Assignment => From the line that contains "심볼 (거래소 형식)" through the line that contains "기간 (지정가 주문에 필수)", output every line of the listing below exactly and leave out all the rest.

Material for the task =>
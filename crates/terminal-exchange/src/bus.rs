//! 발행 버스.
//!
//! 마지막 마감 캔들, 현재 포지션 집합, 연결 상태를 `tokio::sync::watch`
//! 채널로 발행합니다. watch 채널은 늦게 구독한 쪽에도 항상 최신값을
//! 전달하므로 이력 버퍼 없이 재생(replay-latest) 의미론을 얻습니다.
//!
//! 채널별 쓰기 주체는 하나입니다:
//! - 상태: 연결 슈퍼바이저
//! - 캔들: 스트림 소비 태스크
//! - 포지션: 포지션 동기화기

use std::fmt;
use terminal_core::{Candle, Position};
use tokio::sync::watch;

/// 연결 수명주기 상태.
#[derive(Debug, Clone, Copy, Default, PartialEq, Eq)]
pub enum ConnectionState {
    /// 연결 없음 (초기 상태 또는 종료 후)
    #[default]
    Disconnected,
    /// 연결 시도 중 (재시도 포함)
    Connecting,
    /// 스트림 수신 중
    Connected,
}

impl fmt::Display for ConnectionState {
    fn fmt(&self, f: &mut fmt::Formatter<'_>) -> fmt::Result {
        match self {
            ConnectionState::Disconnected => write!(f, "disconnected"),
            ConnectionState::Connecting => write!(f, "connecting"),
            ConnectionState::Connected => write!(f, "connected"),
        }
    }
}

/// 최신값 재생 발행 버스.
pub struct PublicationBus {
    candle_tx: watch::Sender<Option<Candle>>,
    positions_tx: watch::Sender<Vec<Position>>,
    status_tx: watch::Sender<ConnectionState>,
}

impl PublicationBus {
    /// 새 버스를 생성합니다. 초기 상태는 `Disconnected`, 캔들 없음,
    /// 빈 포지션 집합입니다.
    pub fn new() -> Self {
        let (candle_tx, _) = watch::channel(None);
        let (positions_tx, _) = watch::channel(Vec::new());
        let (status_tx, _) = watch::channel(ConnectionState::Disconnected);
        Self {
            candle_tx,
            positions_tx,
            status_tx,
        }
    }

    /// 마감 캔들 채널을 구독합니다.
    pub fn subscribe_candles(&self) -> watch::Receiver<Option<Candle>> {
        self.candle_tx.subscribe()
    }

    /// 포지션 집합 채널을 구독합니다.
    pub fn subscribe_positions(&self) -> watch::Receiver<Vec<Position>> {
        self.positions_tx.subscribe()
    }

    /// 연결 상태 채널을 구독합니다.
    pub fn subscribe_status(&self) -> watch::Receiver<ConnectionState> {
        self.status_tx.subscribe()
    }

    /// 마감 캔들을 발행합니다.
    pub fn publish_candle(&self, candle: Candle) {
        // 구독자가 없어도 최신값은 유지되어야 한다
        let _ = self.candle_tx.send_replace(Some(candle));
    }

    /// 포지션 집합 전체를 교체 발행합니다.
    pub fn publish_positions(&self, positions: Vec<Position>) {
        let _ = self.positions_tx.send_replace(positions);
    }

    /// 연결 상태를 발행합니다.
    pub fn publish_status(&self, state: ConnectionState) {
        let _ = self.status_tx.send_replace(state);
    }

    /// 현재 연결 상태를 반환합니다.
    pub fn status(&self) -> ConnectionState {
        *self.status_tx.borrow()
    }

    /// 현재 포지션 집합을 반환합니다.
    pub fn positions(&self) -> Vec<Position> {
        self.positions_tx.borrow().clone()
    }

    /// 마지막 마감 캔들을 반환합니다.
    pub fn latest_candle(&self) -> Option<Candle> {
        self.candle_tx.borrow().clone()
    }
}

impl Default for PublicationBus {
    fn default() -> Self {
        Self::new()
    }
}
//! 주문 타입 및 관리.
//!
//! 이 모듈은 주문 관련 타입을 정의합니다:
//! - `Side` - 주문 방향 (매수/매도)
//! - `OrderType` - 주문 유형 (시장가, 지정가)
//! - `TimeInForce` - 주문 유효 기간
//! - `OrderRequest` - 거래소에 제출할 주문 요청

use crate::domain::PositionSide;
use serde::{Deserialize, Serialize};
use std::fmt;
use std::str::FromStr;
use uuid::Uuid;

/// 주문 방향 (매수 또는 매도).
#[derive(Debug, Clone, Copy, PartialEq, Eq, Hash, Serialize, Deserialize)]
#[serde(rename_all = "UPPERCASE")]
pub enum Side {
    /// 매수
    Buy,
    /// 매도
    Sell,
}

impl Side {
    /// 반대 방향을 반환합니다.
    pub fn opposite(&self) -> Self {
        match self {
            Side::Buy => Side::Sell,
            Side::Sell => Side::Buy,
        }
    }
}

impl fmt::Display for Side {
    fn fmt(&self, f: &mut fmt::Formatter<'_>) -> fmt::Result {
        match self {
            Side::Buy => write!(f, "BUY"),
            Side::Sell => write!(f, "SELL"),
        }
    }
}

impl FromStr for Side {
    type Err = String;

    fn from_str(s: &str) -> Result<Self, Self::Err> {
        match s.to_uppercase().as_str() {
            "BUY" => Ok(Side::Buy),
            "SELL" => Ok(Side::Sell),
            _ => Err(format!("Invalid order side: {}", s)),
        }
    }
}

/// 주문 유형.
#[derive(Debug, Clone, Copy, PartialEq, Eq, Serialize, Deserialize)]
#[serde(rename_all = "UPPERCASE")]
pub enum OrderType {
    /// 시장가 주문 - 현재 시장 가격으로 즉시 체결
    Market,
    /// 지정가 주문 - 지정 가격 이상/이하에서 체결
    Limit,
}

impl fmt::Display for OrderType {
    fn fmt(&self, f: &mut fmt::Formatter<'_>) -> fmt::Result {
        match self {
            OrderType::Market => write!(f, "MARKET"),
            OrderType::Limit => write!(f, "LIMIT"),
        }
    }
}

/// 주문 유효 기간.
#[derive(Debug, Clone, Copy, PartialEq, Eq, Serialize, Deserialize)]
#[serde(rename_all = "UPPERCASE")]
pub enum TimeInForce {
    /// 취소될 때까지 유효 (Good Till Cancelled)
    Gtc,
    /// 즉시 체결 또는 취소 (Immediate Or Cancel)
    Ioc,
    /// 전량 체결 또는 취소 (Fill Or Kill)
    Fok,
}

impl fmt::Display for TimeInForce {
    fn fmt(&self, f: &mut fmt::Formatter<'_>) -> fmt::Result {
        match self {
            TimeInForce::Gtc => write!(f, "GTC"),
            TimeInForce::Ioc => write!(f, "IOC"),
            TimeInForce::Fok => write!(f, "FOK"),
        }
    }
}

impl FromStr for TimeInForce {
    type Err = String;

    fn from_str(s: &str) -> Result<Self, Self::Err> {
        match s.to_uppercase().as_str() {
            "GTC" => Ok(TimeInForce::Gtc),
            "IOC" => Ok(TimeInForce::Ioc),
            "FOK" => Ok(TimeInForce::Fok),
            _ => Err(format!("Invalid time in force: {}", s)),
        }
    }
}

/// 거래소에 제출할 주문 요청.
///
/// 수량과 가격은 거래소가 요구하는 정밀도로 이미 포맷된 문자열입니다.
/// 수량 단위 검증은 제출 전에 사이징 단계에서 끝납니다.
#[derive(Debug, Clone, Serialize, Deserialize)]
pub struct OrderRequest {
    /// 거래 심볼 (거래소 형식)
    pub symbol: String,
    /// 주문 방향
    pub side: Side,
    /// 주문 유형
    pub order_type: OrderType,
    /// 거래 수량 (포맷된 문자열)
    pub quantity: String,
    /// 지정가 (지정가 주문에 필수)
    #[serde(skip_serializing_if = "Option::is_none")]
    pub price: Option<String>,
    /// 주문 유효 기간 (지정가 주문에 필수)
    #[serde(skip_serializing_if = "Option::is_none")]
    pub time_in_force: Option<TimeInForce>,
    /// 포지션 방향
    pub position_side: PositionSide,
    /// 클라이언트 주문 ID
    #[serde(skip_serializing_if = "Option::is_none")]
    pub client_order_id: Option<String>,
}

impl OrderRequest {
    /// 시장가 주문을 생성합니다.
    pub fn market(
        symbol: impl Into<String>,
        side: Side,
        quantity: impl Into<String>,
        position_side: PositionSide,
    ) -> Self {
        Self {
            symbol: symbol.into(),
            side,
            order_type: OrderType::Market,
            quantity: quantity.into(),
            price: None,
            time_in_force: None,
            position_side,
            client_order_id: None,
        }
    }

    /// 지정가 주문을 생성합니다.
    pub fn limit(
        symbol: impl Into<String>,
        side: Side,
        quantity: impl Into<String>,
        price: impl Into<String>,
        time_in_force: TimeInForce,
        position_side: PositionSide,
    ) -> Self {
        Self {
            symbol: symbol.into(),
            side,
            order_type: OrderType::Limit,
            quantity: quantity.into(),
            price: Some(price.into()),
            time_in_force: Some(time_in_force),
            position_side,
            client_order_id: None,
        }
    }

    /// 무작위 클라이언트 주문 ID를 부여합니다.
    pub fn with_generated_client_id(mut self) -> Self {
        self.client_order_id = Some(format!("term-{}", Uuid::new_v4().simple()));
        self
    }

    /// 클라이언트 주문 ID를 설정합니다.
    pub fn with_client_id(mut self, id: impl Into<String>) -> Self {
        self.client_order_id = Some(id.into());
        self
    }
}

Reply to the task =>
    /// 거래 심볼 (거래소 형식)
    pub symbol: String,
    /// 주문 방향
    pub side: Side,
    /// 주문 유형
    pub order_type: OrderType,
    /// 거래 수량 (포맷된 문자열)
    pub quantity: String,
    /// 지정가 (지정가 주문에 필수)
    #[serde(skip_serializing_if = "Option::is_none")]
    pub price: Option<String>,
    /// 주문 유효 기간 (지정가 주문에 필수)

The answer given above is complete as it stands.